:: DATA SUPPLIED

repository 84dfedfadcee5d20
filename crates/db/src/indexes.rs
use mongodb::{Database, IndexModel, options::IndexOptions};
use tracing::info;

pub async fn ensure_indexes(db: &Database) -> Result<(), mongodb::error::Error> {
    // Rooms
    create_indexes(
        db,
        "rooms",
        vec![
            index_unique(bson::doc! { "room_id": 1 }),
            index(bson::doc! { "auto_deletion_date": 1, "marked_for_deletion": 1 }),
            index(bson::doc! { "status": 1 }),
        ],
    )
    .await?;

    // Recordings
    create_indexes(
        db,
        "recordings",
        vec![
            index_unique(bson::doc! { "recording_id": 1 }),
            index(bson::doc! { "room_id": 1, "created_at": -1 }),
            index(bson::doc! { "status": 1, "updated_at": 1 }),
        ],
    )
    .await?;

    info!("All indexes ensured");
    Ok(())
}

fn index(keys: bson::Document) -> IndexModel {
    IndexModel::builder().keys(keys).build()
}

fn index_unique(keys: bson::Document) -> IndexModel {
    IndexModel::builder()
        .keys(keys)
        .options(IndexOptions::builder().unique(true).build())
        .build()
}

async fn create_indexes(
    db: &Database,
    collection: &str,
    indexes: Vec<IndexModel>,
) -> Result<(), mongodb::error::Error> {
    db.collection::<bson::Document>(collection)
        .create_indexes(indexes)
        .await?;
    info!(collection, "Indexes created");
    Ok(())
}
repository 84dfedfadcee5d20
use bson::DateTime;
use meethub_db::models::{DeletionPolicy, MeetingPolicy, RecordingsPolicy, Room, RoomStatus};
use nanoid::nanoid;
use std::sync::Arc;
use thiserror::Error;
use tracing::info;

use crate::lifecycle::sanitize_room_id;
use crate::store::{RoomStore, StoreError};

/// Suffix appended to the name slug so distinct rooms with the same
/// display name get distinct ids.
const ID_SUFFIX_LEN: usize = 6;

const ID_SUFFIX_ALPHABET: [char; 36] = [
    '0', '1', '2', '3', '4', '5', '6', '7', '8', '9', 'a', 'b', 'c', 'd', 'e', 'f', 'g', 'h',
    'i', 'j', 'k', 'l', 'm', 'n', 'o', 'p', 'q', 'r', 's', 't', 'u', 'v', 'w', 'x', 'y', 'z',
];

#[derive(Debug, Error)]
pub enum RoomError {
    #[error("Room name is empty")]
    EmptyName,
    #[error("Room id is empty after sanitization: {0:?}")]
    InvalidRoomId(String),
    #[error("Auto-deletion scheduling is incompatible with a fail policy")]
    UnschedulablePolicy,
    #[error(transparent)]
    Store(#[from] StoreError),
}

/// Room CRUD on top of the room store.
pub struct RoomService {
    rooms: Arc<dyn RoomStore>,
}

impl RoomService {
    pub fn new(rooms: Arc<dyn RoomStore>) -> Self {
        Self { rooms }
    }

    pub async fn create(
        &self,
        display_name: &str,
        policy: DeletionPolicy,
        auto_deletion_date: Option<DateTime>,
    ) -> Result<Room, RoomError> {
        let display_name = display_name.trim();
        if display_name.is_empty() {
            return Err(RoomError::EmptyName);
        }
        // A FAIL policy means the caller refuses deferral, which an
        // unattended deadline cannot honor.
        if auto_deletion_date.is_some()
            && (policy.with_meeting == MeetingPolicy::Fail
                || policy.with_recordings == RecordingsPolicy::Fail)
        {
            return Err(RoomError::UnschedulablePolicy);
        }

        let now = DateTime::now();
        let room = Room {
            room_id: derive_room_id(display_name),
            room_name: display_name.to_string(),
            status: RoomStatus::Open,
            auto_deletion_date,
            auto_deletion_policy: policy,
            marked_for_deletion: false,
            pending_action: None,
            created_at: now,
            updated_at: now,
        };
        self.rooms.save(&room).await?;
        info!(room_id = %room.room_id, "Room created");
        Ok(room)
    }

    pub async fn get(&self, raw_room_id: &str) -> Result<Option<Room>, RoomError> {
        let room_id = sanitize_room_id(raw_room_id);
        if room_id.is_empty() {
            return Err(RoomError::InvalidRoomId(raw_room_id.to_string()));
        }
        Ok(self.rooms.get(&room_id).await?)
    }
}

/// Deterministic id from the display name plus a uniqueness suffix.
/// Runs of non-id characters collapse to a single hyphen, so the id can
/// never contain the `--` recording-id separator.
pub fn derive_room_id(display_name: &str) -> String {
    let slug = slugify(display_name);
    let suffix = nanoid!(ID_SUFFIX_LEN, &ID_SUFFIX_ALPHABET);
    if slug.is_empty() {
        suffix
    } else {
        format!("{slug}-{suffix}")
    }
}

fn slugify(name: &str) -> String {
    let mut slug = String::new();
    let mut pending_dash = false;
    for c in name.trim().chars() {
        if c.is_ascii_alphanumeric() || c == '_' {
            if pending_dash && !slug.is_empty() {
                slug.push('-');
            }
            pending_dash = false;
            slug.push(c.to_ascii_lowercase());
        } else {
            pending_dash = true;
        }
    }
    slug
}
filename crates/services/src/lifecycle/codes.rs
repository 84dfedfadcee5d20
use serde::{Deserialize, Serialize};
use std::fmt;

/// Which resolver branch fired for a successful deletion request. Part of
/// the wire contract; the HTTP layer maps these to user-facing messages.
#[derive(Debug, Clone, Copy, PartialEq, Eq, Serialize, Deserialize)]
#[serde(rename_all = "SCREAMING_SNAKE_CASE")]
pub enum DeletionSuccessCode {
    RoomDeleted,
    RoomAndRecordingsDeleted,
    RoomClosed,
    RoomWithActiveMeetingDeleted,
    RoomWithActiveMeetingAndRecordingsDeleted,
    RoomWithActiveMeetingClosed,
    RoomWithActiveMeetingScheduledToBeDeleted,
    RoomWithActiveMeetingScheduledToBeClosed,
    RoomWithActiveMeetingAndRecordingsScheduledToBeDeleted,
}

impl DeletionSuccessCode {
    pub fn as_str(self) -> &'static str {
        match self {
            Self::RoomDeleted => "ROOM_DELETED",
            Self::RoomAndRecordingsDeleted => "ROOM_AND_RECORDINGS_DELETED",
            Self::RoomClosed => "ROOM_CLOSED",
            Self::RoomWithActiveMeetingDeleted => "ROOM_WITH_ACTIVE_MEETING_DELETED",
            Self::RoomWithActiveMeetingAndRecordingsDeleted => {
                "ROOM_WITH_ACTIVE_MEETING_AND_RECORDINGS_DELETED"
            }
            Self::RoomWithActiveMeetingClosed => "ROOM_WITH_ACTIVE_MEETING_CLOSED",
            Self::RoomWithActiveMeetingScheduledToBeDeleted => {
                "ROOM_WITH_ACTIVE_MEETING_SCHEDULED_TO_BE_DELETED"
            }
            Self::RoomWithActiveMeetingScheduledToBeClosed => {
                "ROOM_WITH_ACTIVE_MEETING_SCHEDULED_TO_BE_CLOSED"
            }
            Self::RoomWithActiveMeetingAndRecordingsScheduledToBeDeleted => {
                "ROOM_WITH_ACTIVE_MEETING_AND_RECORDINGS_SCHEDULED_TO_BE_DELETED"
            }
        }
    }
}

impl fmt::Display for DeletionSuccessCode {
    fn fmt(&self, f: &mut fmt::Formatter<'_>) -> fmt::Result {
        f.write_str(self.as_str())
    }
}

/// Policy rejections; recoverable by retrying with a different policy.
#[derive(Debug, Clone, Copy, PartialEq, Eq, Serialize, Deserialize)]
#[serde(rename_all = "SCREAMING_SNAKE_CASE")]
pub enum DeletionErrorCode {
    RoomHasActiveMeeting,
    RoomHasRecordings,
    RoomWithActiveMeetingHasRecordings,
    RoomWithRecordingsHasActiveMeeting,
    RoomWithActiveMeetingHasRecordingsCannotScheduleDeletion,
}

impl DeletionErrorCode {
    pub fn as_str(self) -> &'static str {
        match self {
            Self::RoomHasActiveMeeting => "ROOM_HAS_ACTIVE_MEETING",
            Self::RoomHasRecordings => "ROOM_HAS_RECORDINGS",
            Self::RoomWithActiveMeetingHasRecordings => {
                "ROOM_WITH_ACTIVE_MEETING_HAS_RECORDINGS"
            }
            Self::RoomWithRecordingsHasActiveMeeting => {
                "ROOM_WITH_RECORDINGS_HAS_ACTIVE_MEETING"
            }
            Self::RoomWithActiveMeetingHasRecordingsCannotScheduleDeletion => {
                "ROOM_WITH_ACTIVE_MEETING_HAS_RECORDINGS_CANNOT_SCHEDULE_DELETION"
            }
        }
    }
}

impl fmt::Display for DeletionErrorCode {
    fn fmt(&self, f: &mut fmt::Formatter<'_>) -> fmt::Result {
        f.write_str(self.as_str())
    }
}
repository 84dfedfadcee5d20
pub mod dao;
pub mod gc;
pub mod lifecycle;
pub mod lock;
pub mod media;
pub mod names;
pub mod rooms;
pub mod store;

pub use lifecycle::DeletionOrchestrator;
pub use names::ParticipantNameService;
pub use rooms::RoomService;
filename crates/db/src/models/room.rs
use bson::DateTime;
use serde::{Deserialize, Serialize};

#[derive(Debug, Clone, Serialize, Deserialize)]
pub struct Room {
    pub room_id: String,
    pub room_name: String,
    pub status: RoomStatus,
    pub auto_deletion_date: Option<DateTime>,
    #[serde(default)]
    pub auto_deletion_policy: DeletionPolicy,
    #[serde(default)]
    pub marked_for_deletion: bool,
    #[serde(default, skip_serializing_if = "Option::is_none")]
    pub pending_action: Option<PendingAction>,
    pub created_at: DateTime,
    pub updated_at: DateTime,
}

#[derive(Debug, Clone, Copy, PartialEq, Eq, Serialize, Deserialize, Default)]
#[serde(rename_all = "snake_case")]
pub enum RoomStatus {
    #[default]
    Open,
    ActiveMeeting,
    Closed,
}

/// What to do with an active meeting / existing recordings when the room
/// is asked to go away.
#[derive(Debug, Clone, Copy, PartialEq, Eq, Serialize, Deserialize, Default)]
pub struct DeletionPolicy {
    #[serde(default)]
    pub with_meeting: MeetingPolicy,
    #[serde(default)]
    pub with_recordings: RecordingsPolicy,
}

#[derive(Debug, Clone, Copy, PartialEq, Eq, Serialize, Deserialize, Default)]
#[serde(rename_all = "snake_case")]
pub enum MeetingPolicy {
    #[default]
    Fail,
    Force,
    WhenMeetingEnds,
}

#[derive(Debug, Clone, Copy, PartialEq, Eq, Serialize, Deserialize, Default)]
#[serde(rename_all = "snake_case")]
pub enum RecordingsPolicy {
    #[default]
    Fail,
    Force,
    Close,
}

/// Deferred deletion decision, enforced once the meeting ends.
#[derive(Debug, Clone, Copy, PartialEq, Eq, Serialize, Deserialize)]
#[serde(tag = "action", rename_all = "snake_case")]
pub enum PendingAction {
    DeleteOnMeetingEnd { purge_recordings: bool },
    CloseOnMeetingEnd,
}

impl Room {
    pub const COLLECTION: &'static str = "rooms";

    pub fn has_expired(&self, now: DateTime) -> bool {
        self.auto_deletion_date
            .map(|d| d.timestamp_millis() <= now.timestamp_millis())
            .unwrap_or(false)
    }
}
use meethub_api::{build_router, state::AppState};
use meethub_config::Settings;
use meethub_db::{connect, indexes::ensure_indexes};
use meethub_services::{
    gc::{RecordingGcConfig, RecordingStaleGc, RoomExpiryGc, RoomExpiryGcConfig},
    lock::RedisLock,
};
use std::sync::Arc;
use std::time::Duration;
use tokio_util::sync::CancellationToken;
use tracing::info;
use tracing_subscriber::{layer::SubscriberExt, util::SubscriberInitExt};

#[tokio::main]
async fn main() -> anyhow::Result<()> {
    // Load .env file (silently ignore if missing)
    dotenvy::dotenv().ok();

    // Initialize tracing
    tracing_subscriber::registry()
        .with(tracing_subscriber::EnvFilter::try_from_default_env().unwrap_or_else(|_| {
            "meethub_api=debug,meethub_services=debug,meethub_db=debug,tower_http=debug".into()
        }))
        .with(tracing_subscriber::fmt::layer())
        .init();

    // Load config
    let settings = Settings::load()?;
    info!(
        "Starting Meethub API on {}:{}",
        settings.app.host, settings.app.port
    );

    // Connect to MongoDB
    let db = connect(&settings).await?;

    // Ensure indexes
    ensure_indexes(&db).await?;

    // Connect to Redis
    let redis_client = redis::Client::open(settings.redis.url.as_str())?;
    let redis = redis::aio::ConnectionManager::new(redis_client).await?;
    info!("Connected to Redis");

    let app_state = AppState::new(db, redis.clone(), settings.clone());

    // Background sweeps, coordinated across instances by Redis locks
    let cancel = CancellationToken::new();
    let lock = Arc::new(RedisLock::new(redis));

    let recording_gc = Arc::new(RecordingStaleGc::new(
        app_state.recording_store.clone(),
        app_state.media.clone(),
        lock.clone(),
        RecordingGcConfig {
            interval: Duration::from_secs(settings.gc.recording_interval_secs),
            grace_ms: settings.gc.recording_grace_ms,
            lock_ttl: Duration::from_millis(settings.gc.lock_ttl_ms),
        },
    ));
    tokio::spawn(recording_gc.run(cancel.clone()));

    let room_expiry_gc = Arc::new(RoomExpiryGc::new(
        app_state.room_store.clone(),
        app_state.orchestrator.clone(),
        lock,
        RoomExpiryGcConfig {
            interval: Duration::from_secs(settings.gc.room_expiry_interval_secs),
            lock_ttl: Duration::from_millis(settings.gc.lock_ttl_ms),
        },
    ));
    tokio::spawn(room_expiry_gc.run(cancel.clone()));

    // Build router
    let app = build_router(app_state);

    // Start server
    let addr = format!("{}:{}", settings.app.host, settings.app.port);
    let listener = tokio::net::TcpListener::bind(&addr).await?;
    info!("Listening on {}", addr);

    axum::serve(listener, app)
        .with_graceful_shutdown(async move {
            let _ = tokio::signal::ctrl_c().await;
            info!("Shutdown signal received");
            cancel.cancel();
        })
        .await?;

    Ok(())
}
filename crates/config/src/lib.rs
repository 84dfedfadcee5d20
pub mod settings;

pub use settings::*;
use async_trait::async_trait;
use bson::{DateTime, doc};
use meethub_db::models::{Recording, RecordingId, RecordingStatus};
use mongodb::Database;
use tracing::warn;

use crate::store::{RecordingStore, StoreResult};

use super::base::BaseDao;
use super::cache::Cache;

/// Recording records on MongoDB with a Redis cache tier, keyed by the
/// composite recording id.
pub struct MongoRecordingStore {
    base: BaseDao<Recording>,
    cache: Cache,
}

impl MongoRecordingStore {
    pub fn new(db: &Database, cache: Cache) -> Self {
        Self {
            base: BaseDao::new(db, Recording::COLLECTION),
            cache,
        }
    }

    fn cache_key(id: &RecordingId) -> String {
        format!("meethub:recording:{id}")
    }

    fn status_bson(status: RecordingStatus) -> StoreResult<bson::Bson> {
        Ok(bson::to_bson(&status)?)
    }

    async fn invalidate(&self, id: &RecordingId) {
        if let Err(e) = self.cache.del(&Self::cache_key(id)).await {
            warn!(recording_id = %id, error = %e, "Recording cache invalidation failed");
        }
    }
}

#[async_trait]
impl RecordingStore for MongoRecordingStore {
    async fn get(&self, id: &RecordingId) -> StoreResult<Option<Recording>> {
        let key = Self::cache_key(id);
        match self.cache.get_json::<Recording>(&key).await {
            Ok(Some(recording)) => return Ok(Some(recording)),
            Ok(None) => {}
            Err(e) => warn!(recording_id = %id, error = %e, "Recording cache read failed, falling back"),
        }

        let recording = self
            .base
            .find_one(doc! { "recording_id": id.to_string() })
            .await?;
        if let Some(ref recording) = recording {
            if let Err(e) = self.cache.set_json(&key, recording).await {
                warn!(recording_id = %id, error = %e, "Recording cache refill failed");
            }
        }
        Ok(recording)
    }

    async fn save(&self, recording: &Recording) -> StoreResult<()> {
        let key = Self::cache_key(&recording.recording_id);
        let filter = doc! { "recording_id": recording.recording_id.to_string() };

        let (durable, cached) = tokio::join!(
            self.base.upsert_one(filter, recording),
            self.cache.set_json(&key, recording),
        );
        if let Err(e) = &cached {
            warn!(recording_id = %recording.recording_id, error = %e, "Recording cache write failed");
        }

        let (outcome, invalidate) = super::settle_dual_write(durable, cached);
        if invalidate {
            if let Err(e) = self.cache.del(&key).await {
                warn!(recording_id = %recording.recording_id, error = %e,
                    "Recording cache invalidation failed, TTL will expire it");
            }
        }
        outcome
    }

    async fn list_by_room(&self, room_id: &str) -> StoreResult<Vec<Recording>> {
        self.base
            .find_many(
                doc! { "room_id": room_id },
                Some(doc! { "created_at": -1 }),
            )
            .await
    }

    async fn list_active(&self) -> StoreResult<Vec<Recording>> {
        self.base
            .find_many(
                doc! { "status": { "$in": ["starting", "active", "ending"] } },
                Some(doc! { "updated_at": 1 }),
            )
            .await
    }

    async fn count_by_room(&self, room_id: &str) -> StoreResult<u64> {
        self.base.count(doc! { "room_id": room_id }).await
    }

    async fn update_status(
        &self,
        id: &RecordingId,
        status: RecordingStatus,
    ) -> StoreResult<bool> {
        let modified = self
            .base
            .update_one(
                doc! { "recording_id": id.to_string() },
                doc! { "$set": { "status": Self::status_bson(status)?, "updated_at": DateTime::now() } },
            )
            .await?;
        self.invalidate(id).await;
        Ok(modified)
    }

    async fn update_progress(
        &self,
        id: &RecordingId,
        status: RecordingStatus,
        updated_at: DateTime,
        duration: u32,
        size: u64,
    ) -> StoreResult<bool> {
        let modified = self
            .base
            .update_one(
                doc! { "recording_id": id.to_string() },
                doc! { "$set": {
                    "status": Self::status_bson(status)?,
                    "updated_at": updated_at,
                    "duration": duration,
                    "size": size as i64,
                } },
            )
            .await?;
        self.invalidate(id).await;
        Ok(modified)
    }

    async fn delete(&self, id: &RecordingId) -> StoreResult<bool> {
        let key = Self::cache_key(id);
        let (durable, cached) = tokio::join!(
            self.base.delete_one(doc! { "recording_id": id.to_string() }),
            self.cache.del(&key),
        );

        if let Err(e) = cached {
            warn!(recording_id = %id, error = %e, "Recording cache delete failed");
        }
        durable
    }

    async fn delete_by_room(&self, room_id: &str) -> StoreResult<u64> {
        // Invalidate per-record cache entries before dropping the records.
        let records = self.list_by_room(room_id).await?;
        for record in &records {
            self.invalidate(&record.recording_id).await;
        }
        self.base.delete_many(doc! { "room_id": room_id }).await
    }
}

::::

WHAT YOU WILL DO
Using the records given above, list every line that includes the word "RoomExpiryGcConfig".

YOUR RESPONSE
    gc::{RecordingGcConfig, RecordingStaleGc, RoomExpiryGc, RoomExpiryGcConfig},
        RoomExpiryGcConfig {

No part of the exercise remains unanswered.